Required action -> Show each line of the records in which the word "dropped" occurs.

Provided material ->
=======

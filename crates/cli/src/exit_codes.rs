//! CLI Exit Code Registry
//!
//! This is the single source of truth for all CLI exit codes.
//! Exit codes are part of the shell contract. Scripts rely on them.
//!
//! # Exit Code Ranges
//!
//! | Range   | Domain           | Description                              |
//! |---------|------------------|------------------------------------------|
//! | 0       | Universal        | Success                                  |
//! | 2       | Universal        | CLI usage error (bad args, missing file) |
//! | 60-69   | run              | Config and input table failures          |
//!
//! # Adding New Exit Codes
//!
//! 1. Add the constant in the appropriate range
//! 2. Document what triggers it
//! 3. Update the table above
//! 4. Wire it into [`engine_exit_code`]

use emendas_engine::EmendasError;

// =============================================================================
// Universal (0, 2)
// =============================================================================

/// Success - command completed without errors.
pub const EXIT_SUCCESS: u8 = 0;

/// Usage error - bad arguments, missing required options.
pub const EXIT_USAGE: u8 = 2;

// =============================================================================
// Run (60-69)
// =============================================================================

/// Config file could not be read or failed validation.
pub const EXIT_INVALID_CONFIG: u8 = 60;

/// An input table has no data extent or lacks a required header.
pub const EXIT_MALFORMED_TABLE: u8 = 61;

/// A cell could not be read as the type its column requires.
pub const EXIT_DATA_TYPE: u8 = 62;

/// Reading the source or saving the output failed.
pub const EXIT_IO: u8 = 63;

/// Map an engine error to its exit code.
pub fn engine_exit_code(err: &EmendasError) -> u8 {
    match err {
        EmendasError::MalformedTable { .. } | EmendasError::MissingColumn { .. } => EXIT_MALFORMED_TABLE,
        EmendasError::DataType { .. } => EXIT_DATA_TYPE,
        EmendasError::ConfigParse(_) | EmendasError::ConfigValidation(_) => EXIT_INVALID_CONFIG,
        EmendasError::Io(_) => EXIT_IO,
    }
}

=======

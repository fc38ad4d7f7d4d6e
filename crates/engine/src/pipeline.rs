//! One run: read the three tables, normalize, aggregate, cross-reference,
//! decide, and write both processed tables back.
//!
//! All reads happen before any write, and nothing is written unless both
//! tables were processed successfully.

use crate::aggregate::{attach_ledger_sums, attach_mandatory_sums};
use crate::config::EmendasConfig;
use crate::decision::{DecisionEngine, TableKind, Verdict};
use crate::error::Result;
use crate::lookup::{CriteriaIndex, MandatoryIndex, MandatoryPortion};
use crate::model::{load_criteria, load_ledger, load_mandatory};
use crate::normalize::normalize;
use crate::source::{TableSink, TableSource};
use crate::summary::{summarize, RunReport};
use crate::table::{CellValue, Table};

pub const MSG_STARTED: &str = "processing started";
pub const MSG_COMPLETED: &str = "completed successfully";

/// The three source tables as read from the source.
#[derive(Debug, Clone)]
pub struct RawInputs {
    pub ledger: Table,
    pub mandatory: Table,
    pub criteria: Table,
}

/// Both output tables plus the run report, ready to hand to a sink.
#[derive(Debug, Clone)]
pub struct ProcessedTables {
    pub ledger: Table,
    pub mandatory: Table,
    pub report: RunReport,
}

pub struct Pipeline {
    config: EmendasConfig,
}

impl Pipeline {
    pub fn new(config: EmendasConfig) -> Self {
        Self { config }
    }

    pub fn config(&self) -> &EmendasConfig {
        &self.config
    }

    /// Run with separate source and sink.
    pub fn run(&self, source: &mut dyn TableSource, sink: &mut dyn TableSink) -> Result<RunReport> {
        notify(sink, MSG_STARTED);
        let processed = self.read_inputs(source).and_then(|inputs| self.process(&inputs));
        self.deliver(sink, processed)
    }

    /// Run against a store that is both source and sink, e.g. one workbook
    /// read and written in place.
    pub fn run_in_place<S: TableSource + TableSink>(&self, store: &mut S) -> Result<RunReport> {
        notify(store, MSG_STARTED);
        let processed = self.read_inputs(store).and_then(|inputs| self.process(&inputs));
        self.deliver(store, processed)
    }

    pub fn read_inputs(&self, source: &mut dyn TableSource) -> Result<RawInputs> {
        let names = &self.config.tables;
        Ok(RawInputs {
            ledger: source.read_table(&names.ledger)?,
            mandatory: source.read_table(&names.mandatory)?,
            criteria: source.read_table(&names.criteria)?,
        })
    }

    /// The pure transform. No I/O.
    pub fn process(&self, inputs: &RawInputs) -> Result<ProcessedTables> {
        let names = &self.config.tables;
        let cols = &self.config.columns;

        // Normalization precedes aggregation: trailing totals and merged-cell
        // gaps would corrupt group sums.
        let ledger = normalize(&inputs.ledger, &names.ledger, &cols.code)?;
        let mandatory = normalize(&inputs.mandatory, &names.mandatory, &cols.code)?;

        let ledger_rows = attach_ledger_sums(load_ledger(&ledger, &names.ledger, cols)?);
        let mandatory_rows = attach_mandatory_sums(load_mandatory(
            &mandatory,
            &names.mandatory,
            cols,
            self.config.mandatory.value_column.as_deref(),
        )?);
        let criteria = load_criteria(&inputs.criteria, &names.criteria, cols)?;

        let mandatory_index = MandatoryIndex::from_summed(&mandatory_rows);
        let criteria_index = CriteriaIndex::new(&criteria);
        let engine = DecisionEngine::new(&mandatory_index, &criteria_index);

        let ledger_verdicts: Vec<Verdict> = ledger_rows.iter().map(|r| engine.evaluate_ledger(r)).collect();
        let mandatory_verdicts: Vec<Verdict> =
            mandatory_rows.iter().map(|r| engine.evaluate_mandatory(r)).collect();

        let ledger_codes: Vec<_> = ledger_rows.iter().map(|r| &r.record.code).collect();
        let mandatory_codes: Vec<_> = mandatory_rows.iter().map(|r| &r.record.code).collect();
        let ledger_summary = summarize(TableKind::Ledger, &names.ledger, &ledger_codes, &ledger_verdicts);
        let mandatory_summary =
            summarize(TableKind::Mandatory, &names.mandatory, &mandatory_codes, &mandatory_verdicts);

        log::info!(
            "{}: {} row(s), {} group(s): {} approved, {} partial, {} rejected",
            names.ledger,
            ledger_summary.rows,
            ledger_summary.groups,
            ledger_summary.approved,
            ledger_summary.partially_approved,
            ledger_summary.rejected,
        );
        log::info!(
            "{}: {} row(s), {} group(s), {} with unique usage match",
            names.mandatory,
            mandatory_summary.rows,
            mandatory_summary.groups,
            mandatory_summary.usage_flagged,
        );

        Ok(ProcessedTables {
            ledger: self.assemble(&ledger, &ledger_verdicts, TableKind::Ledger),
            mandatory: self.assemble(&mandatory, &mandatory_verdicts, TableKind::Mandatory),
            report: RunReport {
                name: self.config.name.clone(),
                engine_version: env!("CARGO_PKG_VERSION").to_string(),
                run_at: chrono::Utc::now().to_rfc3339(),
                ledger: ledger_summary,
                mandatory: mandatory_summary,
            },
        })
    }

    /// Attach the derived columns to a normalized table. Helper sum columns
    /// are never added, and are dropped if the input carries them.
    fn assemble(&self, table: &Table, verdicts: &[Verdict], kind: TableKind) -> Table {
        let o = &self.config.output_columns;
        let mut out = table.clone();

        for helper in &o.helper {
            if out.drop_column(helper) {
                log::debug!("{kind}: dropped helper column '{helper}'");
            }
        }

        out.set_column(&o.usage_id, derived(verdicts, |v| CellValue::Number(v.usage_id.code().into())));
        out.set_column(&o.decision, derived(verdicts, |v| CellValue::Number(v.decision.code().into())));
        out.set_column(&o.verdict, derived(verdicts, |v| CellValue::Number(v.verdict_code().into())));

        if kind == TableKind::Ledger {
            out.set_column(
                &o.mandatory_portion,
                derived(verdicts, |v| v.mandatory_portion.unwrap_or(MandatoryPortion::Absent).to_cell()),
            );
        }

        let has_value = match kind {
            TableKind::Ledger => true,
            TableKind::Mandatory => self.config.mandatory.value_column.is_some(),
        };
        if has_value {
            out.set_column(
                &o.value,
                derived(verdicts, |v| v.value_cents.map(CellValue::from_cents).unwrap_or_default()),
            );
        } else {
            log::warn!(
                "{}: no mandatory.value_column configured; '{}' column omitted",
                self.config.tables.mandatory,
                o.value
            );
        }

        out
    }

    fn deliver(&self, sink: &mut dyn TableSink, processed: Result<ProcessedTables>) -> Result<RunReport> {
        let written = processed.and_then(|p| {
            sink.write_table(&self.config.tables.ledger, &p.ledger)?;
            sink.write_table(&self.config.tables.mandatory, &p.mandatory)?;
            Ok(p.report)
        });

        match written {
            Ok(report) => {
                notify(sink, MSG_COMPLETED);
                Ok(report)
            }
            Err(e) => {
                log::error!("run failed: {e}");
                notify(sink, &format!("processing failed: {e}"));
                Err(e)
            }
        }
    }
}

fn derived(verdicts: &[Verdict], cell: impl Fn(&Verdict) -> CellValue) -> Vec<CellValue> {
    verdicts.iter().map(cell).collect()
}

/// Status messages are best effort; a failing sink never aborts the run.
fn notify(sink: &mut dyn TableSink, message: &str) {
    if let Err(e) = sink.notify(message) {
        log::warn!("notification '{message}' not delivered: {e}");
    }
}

=======

Solution to this exercise ->
    /// are never added, and are dropped if the input carries them.
                log::debug!("{kind}: dropped helper column '{helper}'");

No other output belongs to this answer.